### Goal of the exercise
Search the entries for the word "crate". Copy every line where it turns up.

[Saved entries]
//! TLS connection over rustls
//!
//! Client-side connections resolve, connect and then run the client handshake;
//! server-side connections wrap an accepted socket and run the server
//! handshake. Either way the handshake happens inside `connect()` and a
//! failure surfaces as a `Handshake`-kind error.

use std::net::SocketAddr;
use std::sync::Arc;

use futures::future::BoxFuture;
use rustls::ClientConfig;
use tokio::net::TcpStream;
use tokio_rustls::{TlsAcceptor, TlsConnector, TlsStream};

use super::connection::{Connection, ConnectionId, ConnectionProbe, ConnectionState, RawFd, Scheme};
use super::io::{Core, cancellable, deadline, read_into, shutdown, write_chain};
use crate::buffer::{BufferChain, Segment};
use crate::config::ConnectConfig;
use crate::dns::Resolve;
use crate::error::{self, NotOpen};
use crate::tls::client::server_name;

enum Role {
    Client {
        connector: TlsConnector,
        resolver: Arc<dyn Resolve>,
    },
    Server {
        acceptor: TlsAcceptor,
        pending: Option<TcpStream>,
    },
}

/// Encrypted connection; handshake completes before the state becomes `Open`.
pub struct TlsConnection {
    core: Core,
    role: Role,
    stream: Option<TlsStream<TcpStream>>,
}

impl TlsConnection {
    /// Client-side connection to `host:port`, verified against `tls`.
    pub fn new(
        host: impl Into<String>,
        port: u16,
        resolver: Arc<dyn Resolve>,
        config: ConnectConfig,
        tls: Arc<ClientConfig>,
    ) -> Self {
        Self {
            core: Core::new(Scheme::Https, host.into(), port, config, ConnectionState::Unconnected),
            role: Role::Client {
                connector: TlsConnector::from(tls),
                resolver,
            },
            stream: None,
        }
    }

    /// Server-side connection around an accepted socket. The handshake runs on
    /// `connect()`.
    pub fn accepted(
        stream: TcpStream,
        peer: SocketAddr,
        config: ConnectConfig,
        acceptor: TlsAcceptor,
    ) -> Self {
        let core = Core::accepted(
            Scheme::Https,
            &stream,
            peer,
            config,
            ConnectionState::Unconnected,
        );
        tracing::debug!(id = %core.id, peer = %peer, fd = ?core.fd, "accepted tls connection");
        Self {
            core,
            role: Role::Server {
                acceptor,
                pending: Some(stream),
            },
            stream: None,
        }
    }

    /// Negotiated ALPN protocol, once open.
    #[must_use]
    pub fn alpn_protocol(&self) -> Option<&[u8]> {
        match self.stream.as_ref()? {
            TlsStream::Client(s) => s.get_ref().1.alpn_protocol(),
            TlsStream::Server(s) => s.get_ref().1.alpn_protocol(),
        }
    }

    async fn establish(&mut self) -> crate::Result<TlsStream<TcpStream>> {
        let limit = self.core.config.handshake_timeout;
        match &mut self.role {
            Role::Client {
                connector,
                resolver,
            } => {
                let connector = connector.clone();
                let resolver = resolver.clone();
                let name = server_name(&self.core.host)
                    .map_err(|e| crate::Error::from(e).with_target(&self.core.host, self.core.port))?;
                let tcp = self.core.open_socket(&resolver).await?;
                let tls = deadline(limit, connector.connect(name, tcp))
                    .await
                    .map_err(|e| self.core.fail(error::handshake, e))?;
                Ok(TlsStream::from(tls))
            }
            Role::Server { acceptor, pending } => {
                let Some(tcp) = pending.take() else {
                    return Err(self.core.fail(error::programming, NotOpen("handshake, no socket")));
                };
                let acceptor = acceptor.clone();
                self.core.probe.advance(ConnectionState::Connecting);
                let tls = deadline(limit, acceptor.accept(tcp))
                    .await
                    .map_err(|e| self.core.fail(error::handshake, e))?;
                if let Some(sni) = tls.get_ref().1.server_name() {
                    self.core.host = sni.to_string();
                }
                Ok(TlsStream::from(tls))
            }
        }
    }

    fn stream_mut(&mut self, op: &'static str) -> crate::Result<&mut TlsStream<TcpStream>> {
        self.core.check_open(op)?;
        match self.stream.as_mut() {
            Some(stream) => Ok(stream),
            None => Err(self.core.fail(error::programming, NotOpen(op))),
        }
    }
}

impl Connection for TlsConnection {
    fn connect(&mut self) -> BoxFuture<'_, crate::Result<()>> {
        Box::pin(async move {
            self.core.check_connectable()?;
            let token = self.core.token();
            let result = cancellable(&token, self.establish()).await;
            match result {
                Ok(stream) => {
                    self.stream = Some(stream);
                    tracing::debug!(id = %self.core.id, host = %self.core.host, "tls handshake complete");
                    self.core.mark_open();
                    Ok(())
                }
                Err(e) => {
                    tracing::debug!(id = %self.core.id, error = %e, "tls connect failed");
                    self.close();
                    Err(e)
                }
            }
        })
    }

    fn read<'a>(&'a mut self, segment: &'a mut Segment) -> BoxFuture<'a, crate::Result<usize>> {
        Box::pin(async move {
            let token = self.core.token();
            let limit = self.core.config.io_timeout;
            let (host, port) = (self.core.host.clone(), self.core.port);
            let stream = self.stream_mut("read")?;
            cancellable(&token, async {
                deadline(limit, read_into(stream, segment))
                    .await
                    .map_err(|e| error::transport(e).with_target(&host, port))
            })
            .await
        })
    }

    fn write<'a>(&'a mut self, chain: &'a BufferChain) -> BoxFuture<'a, crate::Result<usize>> {
        Box::pin(async move {
            let token = self.core.token();
            let limit = self.core.config.io_timeout;
            let (host, port) = (self.core.host.clone(), self.core.port);
            let stream = self.stream_mut("write")?;
            cancellable(&token, async {
                deadline(limit, write_chain(stream, chain))
                    .await
                    .map_err(|e| error::transport(e).with_target(&host, port))
            })
            .await
        })
    }

    /// Sends `close_notify` after flushing.
    fn drain(&mut self) -> BoxFuture<'_, crate::Result<()>> {
        Box::pin(async move {
            let token = self.core.token();
            let limit = self.core.config.io_timeout;
            let stream = self.stream_mut("drain")?;
            cancellable(&token, async {
                deadline(limit, shutdown(stream)).await.map_err(error::transport)
            })
            .await
        })
    }

    fn close(&mut self) {
        if let Role::Server { pending, .. } = &mut self.role {
            drop(pending.take());
        }
        self.core.release(&mut self.stream);
    }

    fn native_socket_fd(&self) -> Option<RawFd> {
        self.core.fd
    }

    fn state(&self) -> ConnectionState {
        self.core.probe.state()
    }

    fn scheme(&self) -> Scheme {
        self.core.scheme
    }

    fn host(&self) -> &str {
        &self.core.host
    }

    fn port(&self) -> u16 {
        self.core.port
    }

    fn peer_addr(&self) -> Option<SocketAddr> {
        self.core.peer
    }

    fn id(&self) -> ConnectionId {
        self.core.id
    }

    fn probe(&self) -> ConnectionProbe {
        self.core.probe.clone()
    }
}

impl std::fmt::Debug for TlsConnection {
    fn fmt(&self, f: &mut std::fmt::Formatter<'_>) -> std::fmt::Result {
        f.debug_struct("TlsConnection")
            .field("id", &self.core.id)
            .field("host", &self.core.host)
            .field("port", &self.core.port)
            .field("server_side", &matches!(self.role, Role::Server { .. }))
            .field("state", &self.core.probe.state())
            .finish()
    }
}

### Task output
use crate::buffer::{BufferChain, Segment};
use crate::config::ConnectConfig;
use crate::dns::Resolve;
use crate::error::{self, NotOpen};
use crate::tls::client::server_name;
    async fn establish(&mut self) -> crate::Result<TlsStream<TcpStream>> {
                    .map_err(|e| crate::Error::from(e).with_target(&self.core.host, self.core.port))?;
    fn stream_mut(&mut self, op: &'static str) -> crate::Result<&mut TlsStream<TcpStream>> {
    fn connect(&mut self) -> BoxFuture<'_, crate::Result<()>> {
    fn read<'a>(&'a mut self, segment: &'a mut Segment) -> BoxFuture<'a, crate::Result<usize>> {
    fn write<'a>(&'a mut self, chain: &'a BufferChain) -> BoxFuture<'a, crate::Result<usize>> {
    fn drain(&mut self) -> BoxFuture<'_, crate::Result<()>> {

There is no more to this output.